- Directions: Your task is to find every line of the data that holds the string "fractal" and copy it.
+ + +
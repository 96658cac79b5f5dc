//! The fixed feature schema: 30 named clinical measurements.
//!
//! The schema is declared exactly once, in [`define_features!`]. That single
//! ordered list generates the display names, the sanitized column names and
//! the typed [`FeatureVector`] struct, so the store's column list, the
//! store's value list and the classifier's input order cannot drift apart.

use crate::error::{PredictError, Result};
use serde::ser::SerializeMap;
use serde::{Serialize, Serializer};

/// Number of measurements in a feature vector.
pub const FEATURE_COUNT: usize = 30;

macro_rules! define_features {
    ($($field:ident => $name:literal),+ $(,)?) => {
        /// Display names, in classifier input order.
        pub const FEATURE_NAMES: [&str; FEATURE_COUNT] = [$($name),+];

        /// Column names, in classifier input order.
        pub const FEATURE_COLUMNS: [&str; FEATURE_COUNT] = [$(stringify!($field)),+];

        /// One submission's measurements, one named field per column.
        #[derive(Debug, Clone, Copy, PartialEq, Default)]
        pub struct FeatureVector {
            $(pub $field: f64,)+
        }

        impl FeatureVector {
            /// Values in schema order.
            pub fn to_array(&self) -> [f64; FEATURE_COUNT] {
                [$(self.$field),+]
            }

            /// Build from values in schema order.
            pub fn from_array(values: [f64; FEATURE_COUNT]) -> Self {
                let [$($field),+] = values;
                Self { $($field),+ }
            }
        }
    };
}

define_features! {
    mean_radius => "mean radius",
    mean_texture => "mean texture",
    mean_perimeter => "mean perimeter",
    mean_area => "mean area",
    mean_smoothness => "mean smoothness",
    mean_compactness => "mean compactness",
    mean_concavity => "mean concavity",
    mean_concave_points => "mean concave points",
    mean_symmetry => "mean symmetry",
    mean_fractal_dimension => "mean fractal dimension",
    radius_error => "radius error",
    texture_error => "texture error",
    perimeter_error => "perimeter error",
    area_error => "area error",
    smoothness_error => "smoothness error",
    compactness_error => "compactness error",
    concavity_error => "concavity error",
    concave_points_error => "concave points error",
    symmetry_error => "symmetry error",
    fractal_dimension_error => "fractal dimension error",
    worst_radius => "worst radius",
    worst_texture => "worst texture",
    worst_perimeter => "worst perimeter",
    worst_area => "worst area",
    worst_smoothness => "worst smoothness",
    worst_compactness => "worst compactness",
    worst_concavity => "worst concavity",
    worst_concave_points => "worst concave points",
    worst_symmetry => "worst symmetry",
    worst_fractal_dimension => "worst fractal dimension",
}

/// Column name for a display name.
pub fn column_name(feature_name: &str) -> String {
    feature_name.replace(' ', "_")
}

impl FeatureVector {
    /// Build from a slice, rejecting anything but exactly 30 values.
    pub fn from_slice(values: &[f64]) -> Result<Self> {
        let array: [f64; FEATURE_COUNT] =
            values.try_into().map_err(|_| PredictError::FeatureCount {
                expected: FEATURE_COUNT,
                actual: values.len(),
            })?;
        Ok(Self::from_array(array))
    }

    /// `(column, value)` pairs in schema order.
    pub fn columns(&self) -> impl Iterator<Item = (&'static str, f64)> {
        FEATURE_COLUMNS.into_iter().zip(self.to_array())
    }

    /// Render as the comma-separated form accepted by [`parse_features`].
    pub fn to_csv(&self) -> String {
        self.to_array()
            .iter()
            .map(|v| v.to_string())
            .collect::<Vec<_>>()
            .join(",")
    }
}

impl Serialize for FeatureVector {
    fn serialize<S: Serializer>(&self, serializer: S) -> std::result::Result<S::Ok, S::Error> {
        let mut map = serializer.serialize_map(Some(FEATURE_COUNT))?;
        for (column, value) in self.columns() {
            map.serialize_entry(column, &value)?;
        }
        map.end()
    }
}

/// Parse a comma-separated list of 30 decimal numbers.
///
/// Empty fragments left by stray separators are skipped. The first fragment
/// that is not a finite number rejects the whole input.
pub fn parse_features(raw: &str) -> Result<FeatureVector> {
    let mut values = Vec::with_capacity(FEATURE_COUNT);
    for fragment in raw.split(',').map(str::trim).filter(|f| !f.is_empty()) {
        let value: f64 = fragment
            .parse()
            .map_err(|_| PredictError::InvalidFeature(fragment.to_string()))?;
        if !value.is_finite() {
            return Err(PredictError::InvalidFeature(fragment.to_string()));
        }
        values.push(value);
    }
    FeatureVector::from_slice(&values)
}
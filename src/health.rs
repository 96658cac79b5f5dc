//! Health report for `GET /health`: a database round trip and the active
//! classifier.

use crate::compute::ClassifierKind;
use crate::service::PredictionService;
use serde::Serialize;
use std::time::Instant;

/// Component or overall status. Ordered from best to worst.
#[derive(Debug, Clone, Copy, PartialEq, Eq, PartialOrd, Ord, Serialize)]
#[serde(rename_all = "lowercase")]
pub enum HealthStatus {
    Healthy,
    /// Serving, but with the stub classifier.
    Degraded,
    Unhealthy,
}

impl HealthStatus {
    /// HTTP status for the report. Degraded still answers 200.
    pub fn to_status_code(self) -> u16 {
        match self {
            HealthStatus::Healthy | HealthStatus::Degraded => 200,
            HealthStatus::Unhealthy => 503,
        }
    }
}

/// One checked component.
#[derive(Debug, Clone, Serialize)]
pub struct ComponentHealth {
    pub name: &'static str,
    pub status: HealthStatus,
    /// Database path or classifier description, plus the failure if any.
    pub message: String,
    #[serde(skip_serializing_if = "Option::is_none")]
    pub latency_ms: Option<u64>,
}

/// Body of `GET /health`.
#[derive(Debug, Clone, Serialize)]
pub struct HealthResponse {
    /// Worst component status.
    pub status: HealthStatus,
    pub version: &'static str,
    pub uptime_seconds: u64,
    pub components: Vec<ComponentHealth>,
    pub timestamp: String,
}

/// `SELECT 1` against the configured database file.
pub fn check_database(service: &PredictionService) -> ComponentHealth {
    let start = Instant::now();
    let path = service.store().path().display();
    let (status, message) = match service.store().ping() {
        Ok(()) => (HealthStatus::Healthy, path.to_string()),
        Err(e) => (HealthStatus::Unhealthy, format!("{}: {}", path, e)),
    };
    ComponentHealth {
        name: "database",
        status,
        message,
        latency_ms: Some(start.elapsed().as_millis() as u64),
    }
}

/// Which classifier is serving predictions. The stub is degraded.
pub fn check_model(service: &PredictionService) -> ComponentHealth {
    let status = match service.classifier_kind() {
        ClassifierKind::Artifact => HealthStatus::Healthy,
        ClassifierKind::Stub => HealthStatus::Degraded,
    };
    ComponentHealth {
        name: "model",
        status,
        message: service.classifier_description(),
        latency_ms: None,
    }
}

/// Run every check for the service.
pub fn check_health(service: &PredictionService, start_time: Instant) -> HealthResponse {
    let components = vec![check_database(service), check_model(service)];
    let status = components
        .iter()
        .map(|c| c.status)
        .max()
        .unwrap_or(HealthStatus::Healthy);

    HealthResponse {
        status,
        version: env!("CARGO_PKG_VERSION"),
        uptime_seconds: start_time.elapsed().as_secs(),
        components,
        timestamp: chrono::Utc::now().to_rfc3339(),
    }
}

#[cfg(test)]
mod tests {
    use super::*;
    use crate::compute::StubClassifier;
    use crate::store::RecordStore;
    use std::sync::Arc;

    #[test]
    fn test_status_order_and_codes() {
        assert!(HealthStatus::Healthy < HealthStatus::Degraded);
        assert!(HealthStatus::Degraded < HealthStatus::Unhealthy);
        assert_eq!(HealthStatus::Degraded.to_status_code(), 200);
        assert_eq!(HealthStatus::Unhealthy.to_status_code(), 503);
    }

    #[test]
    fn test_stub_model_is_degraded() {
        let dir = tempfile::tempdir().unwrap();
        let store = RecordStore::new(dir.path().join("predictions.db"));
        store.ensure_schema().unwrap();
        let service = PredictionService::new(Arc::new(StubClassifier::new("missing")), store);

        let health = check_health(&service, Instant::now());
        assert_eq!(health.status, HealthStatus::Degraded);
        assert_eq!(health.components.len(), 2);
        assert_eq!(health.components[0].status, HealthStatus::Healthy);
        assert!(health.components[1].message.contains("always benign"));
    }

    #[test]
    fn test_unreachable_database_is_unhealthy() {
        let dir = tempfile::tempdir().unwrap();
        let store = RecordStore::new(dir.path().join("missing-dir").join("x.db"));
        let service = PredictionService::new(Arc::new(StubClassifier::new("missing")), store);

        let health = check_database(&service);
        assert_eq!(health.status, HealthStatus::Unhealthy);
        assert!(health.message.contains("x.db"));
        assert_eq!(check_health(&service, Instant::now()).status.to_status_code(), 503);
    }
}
+ + +
- Exercise response:
    mean_fractal_dimension => "mean fractal dimension",
    fractal_dimension_error => "fractal dimension error",
    worst_fractal_dimension => "worst fractal dimension",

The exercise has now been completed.